Theresa no contestó. El hombre abrió la bolsa y comenzó a registrarla.

—¿Y esta daga? —Era el cuchillo sustraído a Hóos Larsson.

—Devuélvamela. —Theresa se la arrebató y se la guardó bajo el vestido.

El hombre continuó hurgando.

—¿Qué es esto? —preguntó. Ya había sacado el punzón y las tablillas.

—¿El qué?

—No te hagas la estúpida. Este pergamino que escondías en el doble fondo.

Theresa se sorprendió. Imaginó que, tal vez por algún motivo importante, su padre lo había ocultado allí.

—Un poema de Virgilio. Siempre lo protejo para que no se manche —se inventó.

—Poemas… —masculló él mientras devolvía el pergamino a la talega—. Menuda cursilería. Ahora presta atención: esto está infestado de bandidos, así que me da igual lo que hagas, de dónde vengas, si estás sola o lo que buscaras en ese muerto… Pero te lo advierto: si intentas gritar o haces cualquier despropósito,
Satán
te abrirá la garganta antes de que sepas lo que te ocurre. ¿Entendido?
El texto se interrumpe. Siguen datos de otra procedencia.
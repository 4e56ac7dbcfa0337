//! Tests for lazy structure-tree browsing through the coordinator

#[path = "testutils/mod.rs"]
mod testutils;

use testutils::{find, generic_database, login, names};

#[test]
fn test_root_reports_product_name() {
    let (coordinator, conn, _) = login(generic_database());
    let root = coordinator.get_root(&conn).unwrap();
    assert_eq!(root.name, "TestDB");
    assert_eq!(root.kind, "database");
    assert!(!root.leaf);
}

#[test]
fn test_drill_from_catalog_to_column() {
    let (coordinator, conn, _) = login(generic_database());
    let root = coordinator.get_root(&conn).unwrap();

    let catalogs = coordinator.get_children(&root.id).unwrap();
    assert_eq!(names(&catalogs), vec!["demo"]);
    let demo = find(&catalogs, "demo");
    assert_eq!(demo.kind, "catalog");

    let schemas = coordinator.get_children(&demo.id).unwrap();
    assert_eq!(names(&schemas), vec!["app", "audit"]);

    let app = find(&schemas, "app");
    let groups = coordinator.get_children(&app.id).unwrap();
    // Table-type groups in cached (sorted) order, then the procedure group.
    assert_eq!(names(&groups), vec!["TABLE", "VIEW", "procedure"]);
    let table_group = find(&groups, "TABLE");
    assert_eq!(table_group.kind, "table_group");
    assert_eq!(table_group.cls, "objs");

    let tables = coordinator.get_children(&table_group.id).unwrap();
    // Driver order, no client-side re-sorting.
    assert_eq!(names(&tables), vec!["users", "orders"]);
    let users = find(&tables, "users");
    assert_eq!(users.kind, "table");
    assert_eq!(users.qname.as_deref(), Some("demo.app.users"));

    let members = coordinator.get_children(&users.id).unwrap();
    let id_column = find(&members, "id");
    assert!(id_column.leaf);
    assert_eq!(id_column.kind, "column");
    assert_eq!(id_column.qname.as_deref(), Some("demo.app.users.id"));

    let pk = find(&members, "pk_users");
    assert_eq!(pk.kind, "primary_key");
    let index = find(&members, "ix_users_name");
    assert_eq!(index.kind, "index");
}

#[test]
fn test_node_summary_wire_shape() {
    let (coordinator, conn, _) = login(generic_database());
    let root = coordinator.get_root(&conn).unwrap();

    let value = serde_json::to_value(&root).unwrap();
    assert_eq!(value["name"], "TestDB");
    assert_eq!(value["kind"], "database");
    assert_eq!(value["cls"], "database");
    assert_eq!(value["leaf"], false);
    // Absent qualified names are omitted, not serialized as null.
    assert!(value.get("qname").is_none());
}

#[test]
fn test_view_group_lists_views() {
    let (coordinator, conn, _) = login(generic_database());
    let root = coordinator.get_root(&conn).unwrap();
    let catalogs = coordinator.get_children(&root.id).unwrap();
    let schemas = coordinator.get_children(&catalogs[0].id).unwrap();
    let groups = coordinator.get_children(&find(&schemas, "app").id).unwrap();

    let views = coordinator.get_children(&find(&groups, "VIEW").id).unwrap();
    assert_eq!(names(&views), vec!["active_users"]);
    assert_eq!(views[0].kind, "view");
}

#[test]
fn test_procedure_group_lists_procedures() {
    let (coordinator, conn, _) = login(generic_database());
    let root = coordinator.get_root(&conn).unwrap();
    let catalogs = coordinator.get_children(&root.id).unwrap();
    let schemas = coordinator.get_children(&catalogs[0].id).unwrap();
    let groups = coordinator.get_children(&find(&schemas, "app").id).unwrap();

    let procedures = coordinator
        .get_children(&find(&groups, "procedure").id)
        .unwrap();
    assert_eq!(names(&procedures), vec!["prune_sessions"]);
    assert!(procedures[0].leaf);
}

#[test]
fn test_empty_schema_yields_empty_groups_not_errors() {
    let (coordinator, conn, _) = login(generic_database());
    let root = coordinator.get_root(&conn).unwrap();
    let catalogs = coordinator.get_children(&root.id).unwrap();
    let schemas = coordinator.get_children(&catalogs[0].id).unwrap();
    let groups = coordinator.get_children(&find(&schemas, "audit").id).unwrap();

    let tables = coordinator.get_children(&find(&groups, "TABLE").id).unwrap();
    assert!(tables.is_empty());
}

#[test]
fn test_load_is_idempotent_until_refresh() {
    let (coordinator, conn, db) = login(generic_database());
    let root = coordinator.get_root(&conn).unwrap();
    let catalogs = coordinator.get_children(&root.id).unwrap();
    let schemas = coordinator.get_children(&catalogs[0].id).unwrap();
    let groups = coordinator.get_children(&find(&schemas, "app").id).unwrap();
    let table_group = find(&groups, "TABLE");

    let before = db.calls("tables");
    coordinator.get_children(&table_group.id).unwrap();
    coordinator.get_children(&table_group.id).unwrap();
    assert_eq!(db.calls("tables"), before + 1);

    coordinator.refresh(&table_group.id).unwrap();
    coordinator.get_children(&table_group.id).unwrap();
    assert_eq!(db.calls("tables"), before + 2);
}

#[test]
fn test_introspection_failure_leaves_empty_children() {
    let (coordinator, conn, db) = login(generic_database());
    let root = coordinator.get_root(&conn).unwrap();
    let catalogs = coordinator.get_children(&root.id).unwrap();
    let schemas = coordinator.get_children(&catalogs[0].id).unwrap();
    let groups = coordinator.get_children(&find(&schemas, "app").id).unwrap();
    let tables = coordinator.get_children(&find(&groups, "TABLE").id).unwrap();
    let users = find(&tables, "users");

    db.fail_on("columns");
    // Best-effort: the node loads to an empty (not absent) child list.
    let members = coordinator.get_children(&users.id).unwrap();
    assert!(members.is_empty());

    // Siblings stay browsable.
    let orders = find(&tables, "orders");
    db.clear_failure("columns");
    let order_members = coordinator.get_children(&orders.id).unwrap();
    assert!(!order_members.is_empty());

    // After a refresh the failed node recovers too.
    coordinator.refresh(&users.id).unwrap();
    let members = coordinator.get_children(&users.id).unwrap();
    assert!(!members.is_empty());
}

#[test]
fn test_unknown_node_id_is_expired() {
    let (coordinator, _conn, _) = login(generic_database());
    let err = coordinator.get_children("no-such-id").unwrap_err();
    assert!(err.is_expired());
    let err = coordinator.refresh("no-such-id").unwrap_err();
    assert!(err.is_expired());
}

#[test]
fn test_schema_level_root_when_catalogs_unsupported() {
    let db = generic_database().with_catalog_support(false, false, false);
    let (coordinator, conn, _) = login(db);
    let root = coordinator.get_root(&conn).unwrap();

    let children = coordinator.get_children(&root.id).unwrap();
    assert_eq!(names(&children), vec!["app", "audit"]);
    assert_eq!(children[0].kind, "schema");
}

#[test]
fn test_table_type_root_when_nothing_is_supported() {
    let db = generic_database()
        .with_catalog_support(false, false, false)
        .with_schema_support(false, false);
    let (coordinator, conn, _) = login(db);
    let root = coordinator.get_root(&conn).unwrap();

    let children = coordinator.get_children(&root.id).unwrap();
    assert_eq!(names(&children), vec!["TABLE", "VIEW"]);
}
Theresa asintió. Habría tratado de escapar, pero sin zapatos resultaría una estupidez. Supuso que por esa razón le había ordenado que se descalzara. Se retiró unos pasos y lo miró con detenimiento. Vestía una capa raída anudada a la cintura, que dejaba a la vista unas piernas largas y huesudas. Cuando el hombre terminó de hurgar en la talega, se agachó y cogió un bastón de cuyo extremo pendía una campanilla. Entonces Theresa se fijó en sus heridas y comprendió que tenía la lepra.